中高年は要注意の病気のシグナル

便の状態を見れば、その人の健康状態がある程度わかると言いますね。疾患の種類によっては、便に血が混じることがあります血液が肛門から排出されることや、血液が混じった便が出ることを「下血」(げけつ)といいます便の色が鮮血に近い赤いものを「血便」、黒色がかっていれば「タール便」と呼びます。一般に、下血というと腸の異常を考えますが、実際には口腔から肛門まですべての消化器管からの出血が含まれます。ここでは、血便やタール便が見られた時のリスクを説明します。

◆さまざまな便の状態

肛門から距離の近い部位、結腸から肛門からの出血では、血液がそのまま排出されるので、鮮紅色の血便となります。一方、肛門から遠い胃や小腸などから出血した場合は、血液が腸内細菌の分解を受けるためタールのような黒色に変化します。下記は、血便やタール便が出た時に疑われる疾患です。

痔核・裂肛】
便秘傾向にある人の血便は、痔核(いぼ痔)や裂肛(切れ痔)が原因の可能性があります。鮮紅色の血便のほか、排便時に肛門の痛みや肛門の違和感があります。排便後に出血したり、繰り返し出血したりすることもあります。

大腸ポリープ・早期大腸がん
無症状で少量の血便の場合が多く見られます便通は特に変化はなく、繰り返し出血しますが、少量のため気がつかず、健診での検便による潜血反応で指摘され、見つかることも少なくありません

進行性大腸がん・直腸がん
血便は粘液と一緒に付着している場合が多く、便秘と下痢を繰り返す、排便後もお腹がすっきりしないなど、排便習慣の変化が起きます。腹痛はあることもないこともあります。

【潰瘍性大腸炎
若い人に多い病気ですが、大腸に潰瘍が多発して、慢性の粘液のと血が混ざった下痢が続きます便の見た目がイチゴジャムのようになることもあります。腹痛はあまり起こりません。

【虚血性大腸炎】
急に血便が出て、腹痛が起こります。動脈が詰まって起こる病気です。高齢者では動脈硬化や糖尿病を患っている人に多く見られます。

出血性大腸炎
ある種の大腸菌が大腸に感染して、出血性の下痢と重篤な合併症を起こす胃腸炎です特に小児と高齢者によく起こります。腹部が強くけいれんするような痛みと水のような下痢が始まり、24時間以内に便に血液が混ざってきます。下痢は通常1~8日続きます。

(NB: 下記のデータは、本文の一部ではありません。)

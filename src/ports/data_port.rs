//! Time-series access port trait.

use crate::domain::bar::Bar;
use crate::domain::error::PulseError;

/// Supplies the ordered bar series for a symbol.
///
/// Implementations must return ascending, duplicate-free bars. An empty
/// result is a terminal condition for that symbol this run; any failure is
/// opaque to the core and treated as "security unavailable".
pub trait BarSource {
    fn fetch_bars(&self, symbol: &str) -> Result<Vec<Bar>, PulseError>;
}
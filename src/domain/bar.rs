//! OHLCV bar representation.

use chrono::{DateTime, Utc};
use serde::{Deserialize, Serialize};

/// One OHLCV observation for a fixed time interval.
///
/// Series handed to the indicator engine are expected to be ascending by
/// timestamp with unique timestamps; [`is_ordered`] checks that.
#[derive(Debug, Clone, PartialEq, Serialize, Deserialize)]
pub struct Bar {
    pub timestamp: DateTime<Utc>,
    pub open: f64,
    pub high: f64,
    pub low: f64,
    pub close: f64,
    pub volume: f64,
}

impl Bar {
    /// All price/volume fields finite and non-negative.
    pub fn is_sane(&self) -> bool {
        [self.open, self.high, self.low, self.close, self.volume]
            .iter()
            .all(|v| v.is_finite() && *v >= 0.0)
    }
}

/// Strictly ascending, duplicate-free timestamps.
pub fn is_ordered(bars: &[Bar]) -> bool {
    bars.windows(2).all(|w| w[0].timestamp < w[1].timestamp)
}

/// Extract the close series.
pub fn closes(bars: &[Bar]) -> Vec<f64> {
    bars.iter().map(|b| b.close).collect()
}
//! RSI (Relative Strength Index).
//!
//! Per-bar deltas are split into gains and losses, each smoothed with an
//! EWMA of alpha = 1/period seeded from the first delta. RS = avg_gain /
//! avg_loss, RSI = 100 - 100/(1 + RS).
//!
//! When avg_loss is 0 with positive gains the ratio saturates and RSI is 100;
//! only a 0/0 ratio (flat series) is undefined and reported as `None`. This
//! asymmetry with the stochastic's zero-range handling is intentional.

use crate::domain::indicator::ema::ewma;

/// RSI of the final bar, or `None` with fewer than period+1 closes or an
/// undefined final value.
pub fn latest_rsi(closes: &[f64], period: usize) -> Option<f64> {
    if period == 0 || closes.len() < period + 1 {
        return None;
    }

    let mut gains = Vec::with_capacity(closes.len() - 1);
    let mut losses = Vec::with_capacity(closes.len() - 1);
    for w in closes.windows(2) {
        let change = w[1] - w[0];
        gains.push(if change > 0.0 { change } else { 0.0 });
        losses.push(if change < 0.0 { -change } else { 0.0 });
    }

    let alpha = 1.0 / period as f64;
    let avg_gain = *ewma(&gains, alpha).last()?;
    let avg_loss = *ewma(&losses, alpha).last()?;

    let rs = avg_gain / avg_loss;
    let rsi = 100.0 - (100.0 / (1.0 + rs));
    rsi.is_finite().then_some(rsi)
}
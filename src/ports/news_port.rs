//! News access port trait.

use crate::domain::snapshot::Article;

/// Best-effort recent article metadata for a symbol.
///
/// Infallible by contract: implementations degrade to an empty list on any
/// failure so news can never affect indicator, recommendation or ledger
/// correctness.
pub trait NewsSource {
    fn recent(&self, symbol: &str, limit: usize) -> Vec<Article>;
}

/// The no-news source, used when no news directory is configured.
pub struct NoNews;

impl NewsSource for NoNews {
    fn recent(&self, _symbol: &str, _limit: usize) -> Vec<Article> {
        Vec::new()
    }
}
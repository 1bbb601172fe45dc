//! Run orchestration: per-symbol pipeline and partial-failure aggregation.
//!
//! Each security runs the full indicator → signal → recommendation → ledger
//! chain independently. A failed symbol becomes a line in the run's `errors`
//! list; only a run where every symbol fails is an error itself.

use chrono::{DateTime, Utc};

use crate::domain::bar;
use crate::domain::config::{PulseConfig, SymbolSpec};
use crate::domain::error::PulseError;
use crate::domain::indicator::IndicatorSet;
use crate::domain::ledger::{self, LedgerState, PortfolioEntry};
use crate::domain::recommendation::recommend;
use crate::domain::signal::SignalSet;
use crate::domain::snapshot::{PortfolioView, RunSnapshot, TickerReport};
use crate::ports::data_port::BarSource;
use crate::ports::news_port::NewsSource;

/// Process every configured symbol sequentially and assemble the snapshot.
///
/// `now` stamps the snapshot and every transaction recorded this run; the
/// core itself never reads the wall clock.
pub fn run_pipeline(
    source: &dyn BarSource,
    news: &dyn NewsSource,
    ledger: &mut LedgerState,
    cfg: &PulseConfig,
    now: DateTime<Utc>,
) -> Result<RunSnapshot, PulseError> {
    let mut tickers = Vec::with_capacity(cfg.universe.len());
    let mut errors = Vec::new();

    for spec in &cfg.universe {
        match process_symbol(source, news, ledger, cfg, spec, now) {
            Ok(report) => tickers.push(report),
            Err(e) => errors.push(format!("{}: {}", spec.symbol, e)),
        }
    }

    if tickers.is_empty() {
        return Err(PulseError::AllSymbolsFailed {
            attempted: cfg.universe.len(),
        });
    }

    let portfolio_summary = ledger::summarize(ledger, cfg.initial_capital, now);

    Ok(RunSnapshot {
        generated_at: now,
        tickers,
        portfolio_summary,
        errors,
    })
}

/// One security through the whole chain, mutating its ledger entry at most
/// once.
pub fn process_symbol(
    source: &dyn BarSource,
    news: &dyn NewsSource,
    ledger: &mut LedgerState,
    cfg: &PulseConfig,
    spec: &SymbolSpec,
    now: DateTime<Utc>,
) -> Result<TickerReport, PulseError> {
    let bars = source.fetch_bars(&spec.symbol)?;
    let last_close = match bars.last() {
        Some(b) => b.close,
        None => {
            return Err(PulseError::DataUnavailable {
                symbol: spec.symbol.clone(),
            });
        }
    };
    debug_assert!(bar::is_ordered(&bars), "bar source returned unordered bars");

    let indicators = IndicatorSet::compute(&bars, &cfg.indicators);
    let signals = SignalSet::classify(&indicators, &cfg.signals);
    let recommendation = recommend(&signals, &indicators, &cfg.scoring);

    let entry = ledger
        .entry(spec.symbol.clone())
        .or_insert_with(|| PortfolioEntry::new(cfg.initial_capital));
    ledger::apply_action(entry, last_close, recommendation.action, now);

    Ok(TickerReport {
        symbol: spec.symbol.clone(),
        name: spec.name.clone(),
        market: spec.market.clone(),
        currency: spec.currency.clone(),
        portfolio: PortfolioView::from_entry(entry),
        history: bars,
        indicators,
        signals,
        recommendation,
        news: news.recent(&spec.symbol, cfg.news_limit),
    })
}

普通発熱はないか、あっても軽度です。

血便・タール便が見られた時の検査

タール便の場合は、食道・胃・十二指腸からの出血が考えられるので、胃内視鏡検査をします。血便の場合は、肛門に近い場所からの出血が疑われるため、問診のあと直腸診を行います。これは肛門から指を入れて診察するもので、痔なのか直腸に何かあるのかなどを診断します。大腸の検査のためには、大腸内視鏡検査が行われます。その後、必要に応じて、胃内視鏡検査、腹部超音波検査、CT検査などを行う場合もあります。

便の観察:早期発見のために

現在、がんの種類と死亡率の関係を見た場合、大腸がんは女性のトップに上がっています。また、男性も女性も大腸がんは増加傾向にあります大腸がんは早期の検査で見つければ十分に治癒可能ながんです。健診での検便検査は毎年行いましょう。また、私たちは毎日便を出していますが、すぐに流してしまわずに、自分の出した便をしばらく観察して、いつもと変わらないかどうか確認してください。痔を患っている人は、血が混じっていても痔からの出血と決めつけてしまいがちですが、上で述べたように痔以外のリスクも考えられます。病院で検査を受けましょう。